Required action: Search the entries for the word "DefaultBodyLimit" and return every line where it is found.

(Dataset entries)
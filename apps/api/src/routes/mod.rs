pub mod health;

use axum::{
    extract::DefaultBodyLimit,
    routing::{get, post},
    Router,
};

use crate::analysis::handlers as analysis;
use crate::errors::AppError;
use crate::state::AppState;
use crate::storage::handlers as storage;

async fn not_implemented() -> Result<(), AppError> {
    Err(AppError::NotImplemented)
}

pub fn build_router(state: AppState) -> Router {
    let upload_limit = state.config.max_upload_bytes;

    Router::new()
        .route("/", get(health::root_handler))
        .route("/health", get(health::health_handler))
        // Analysis API
        .route("/analyze/", post(analysis::handle_analyze))
        .route("/analyze/tailor/", post(analysis::handle_analyze))
        .route("/analyze/ats/", post(not_implemented))
        // Storage API
        .route("/s3/presign", get(storage::handle_presign))
        .route("/s3/resumes", get(storage::handle_list_resumes))
        .layer(DefaultBodyLimit::max(upload_limit))
        .with_state(state)
}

Answer to the exercise:
    extract::DefaultBodyLimit,
        .layer(DefaultBodyLimit::max(upload_limit))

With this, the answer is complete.